Совещание проходило у меня на квартире. Набились тесно на кухне. Ицхак занял кресло, Луринду уселась у него на коленях. Цира пригрелась на ручках у меня. Я сидел на табуретке в углу. Цира мешала мне пить чай - вечно оказывалась между мной и моей чашкой. Один Мурзик-Хашта сидел без дамы, и ему было удобно. Он начал отращивать волосы. Он растил их уже неделю. Пока что волосы не выросли, но оба мы знали, что мой приказ выполняется. Я купил для него серьгу. Пока не отдавал - берег до того дня, когда Мурзик получит вавилонское гражданство.

- Итак, - сказал Ицхак, немного приглушенный навалившейся на него Луринду, - мы нашли седьмого. Гипотеза блестяще подтвердилась: как только двое Энкиду оказались достаточно близко друг к другу, один из них вспомнил родной язык…
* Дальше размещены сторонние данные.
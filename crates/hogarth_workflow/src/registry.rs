//! Workflow run registry.
//!
//! An explicitly owned, lifecycle-scoped store for run status: constructed
//! at process start, injected into the service, and substituted with an
//! isolated instance per test. Replaces the implicit module-level map the
//! original pipeline grew around.

use crate::{RunId, RunSnapshot};
use hogarth_error::{HogarthResult, WorkflowError, WorkflowErrorKind};
use std::collections::HashMap;
use std::sync::Arc;
use tokio::sync::RwLock;

/// Tracks in-flight and completed workflow runs by id.
///
/// Writers publish complete replacement snapshots under a short write lock,
/// so a concurrent reader never observes a phase paired with a score or
/// result from a different transition. Reads of distinct runs proceed
/// concurrently. The engine never deletes records; expiry belongs to an
/// external collaborator.
///
/// Cloning is cheap and shares the underlying store.
#[derive(Debug, Clone, Default)]
pub struct RunRegistry {
    runs: Arc<RwLock<HashMap<RunId, RunSnapshot>>>,
}

impl RunRegistry {
    /// Create an empty registry.
    pub fn new() -> Self {
        Self::default()
    }

    /// Register a freshly submitted run.
    pub async fn create(&self, snapshot: RunSnapshot) {
        let mut runs = self.runs.write().await;
        tracing::debug!(run_id = %snapshot.run_id, kind = %snapshot.kind, "Registering run");
        runs.insert(snapshot.run_id, snapshot);
    }

    /// Publish a state transition as a whole-snapshot replacement.
    pub async fn publish(&self, snapshot: RunSnapshot) {
        let mut runs = self.runs.write().await;
        tracing::debug!(
            run_id = %snapshot.run_id,
            phase = %snapshot.phase,
            attempts = snapshot.attempts,
            "Publishing run transition"
        );
        runs.insert(snapshot.run_id, snapshot);
    }

    /// Fetch the current snapshot for a run.
    ///
    /// # Errors
    ///
    /// Returns a run-not-found [`WorkflowError`] for unknown ids.
    pub async fn status(&self, run_id: &RunId) -> HogarthResult<RunSnapshot> {
        let runs = self.runs.read().await;
        runs.get(run_id).cloned().ok_or_else(|| {
            WorkflowError::new(WorkflowErrorKind::RunNotFound(run_id.to_string())).into()
        })
    }

    /// Number of tracked runs.
    pub async fn len(&self) -> usize {
        self.runs.read().await.len()
    }

    /// Whether the registry tracks no runs.
    pub async fn is_empty(&self) -> bool {
        self.runs.read().await.is_empty()
    }
}

#[cfg(test)]
mod tests {
    use super::*;
    use crate::WorkflowKind;

    #[tokio::test]
    async fn unknown_run_is_not_found() {
        let registry = RunRegistry::new();
        let missing = RunId::generate();
        assert!(registry.status(&missing).await.is_err());
    }

    #[tokio::test]
    async fn publish_replaces_snapshot() {
        let registry = RunRegistry::new();
        let run_id = RunId::generate();
        let pending = RunSnapshot::pending(run_id, WorkflowKind::Story);
        registry.create(pending.clone()).await;

        let mut done = pending;
        done.phase = crate::Phase::Done;
        done.attempts = 1;
        done.score = Some(7.5);
        registry.publish(done).await;

        let status = registry.status(&run_id).await.unwrap();
        assert_eq!(status.phase, crate::Phase::Done);
        assert_eq!(status.attempts, 1);
        assert_eq!(status.score, Some(7.5));
    }
}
- Подожди, - перебил я. - Ты имеешь в виду нас с Мурзиком?

- Ну да, конечно.

- Так ведь и ты, Изя, - Энкиду.

- Я Энкиду в меньшей степени, чем Мурзик. Моего процента не хватило, чтобы актуализировать твои проценты… кстати, тоже не слишком большие.

- Ладно, - махнул я рукой. - Гипотеза принимается. Все равно другой у нас нет, да и факт, можно сказать, уже свершился, а как его объяснить - дело десятое…

- Угу, - вставил Мурзик.

- Я прошу вас не забывать, братья, для чего мы здесь собрались, - напомнила Цира. Все посмотрели на нее. Лично я видел только ее тонкий затылок, но голос у Циры был суровый. - Мы собрались для того, чтобы обсудить, каким образом два последних Энкиду могут быть привлечены к нашему общему великому делу.

- Ну, комми я беру на себя, - сказал Хашта-Мурзик. - Скажу им, что это… что кровососы задумали акцию… Надо, мол, ввести несколько представителей народа. Большинства, то есть, эксплоатируемого.

- Это где он так насобачился? - изумился Ицхак.

- Мурзик - член коммунистической партии, - пояснил я. - Это сделано в наших общих интересах.

Ицхак присвистнул. Луринду поморщилась и потерла ухо.

Цира спросила Мурзика:

- Ты ручаешься за то, что комми придет?

- А то! - горячо сказал Мурзик. - Она меня этим… самородком называет. Говорит, кровососы нарочно таких самородков - ну, принижают и пытают всячески, чтобы им, значит, кровососам, самим процветать на нашей, самородковой, кровушке…

Луринду сказала капризно:

- Изя! Пусть он замолчит! У меня уши вянут!

- Мурзик, высказывайся по существу, - сказал Ицхак.

- А я и высказываюсь… Придет эта баба, никуда не денется. Я уже понял, чем ее взять можно. Она ведь… - Тут Мурзик подался вперед, и на его физиономии отпечаталось искреннее изумление. - Она ведь на самом деле во все это верит! Ну, в кровососов, в эксплоатируемое большинство, в бомбометание… То есть, на полном серьезе!.. А сама Институт этих… благородных дев заканчивала, правда! Я у ней дома был, она вышивает хорошо. И макраме делает. У ней всюду висят, как шелкопряды какие-нибудь… Замуж ее надо…

- Вот ты и женись, коли такой добрый, - холодно сказала Цира.

Мурзик покраснел.

- Да нет, не хочу я… на ней.

- Да? - Цира аж затряслась у меня на коленях. - Ее ты просто так трахать хочешь? Да? Порядочную вавилонянку? Институт заканчивала, надо же! Дев! А она дева, да? Ты ее уже лишил девственности, а? Ну? Что молчишь? Холуй! Сукин сын! Ублюдок!..

Мурзик ошеломленно глядел на Циру и молчал. Цира потянулась, чтобы огреть его по морде, своротила чашку, облила себе платье и закричала:

- Да ебать тебя в рот!..

- Кого? - глупо спросил Мурзик.

- Тебя!

- Это… ты, что ли, меня в рот ебать будешь? - спросил Мурзик еще глупее.

- Я! - ярилась Цира.

- Тише, Цира, замолчи, - сказал я, удерживая ее за плечи. - Не трахал он ее. Не лишал девственности. Ведь ты не трахал коммунистку, а, Мурзик?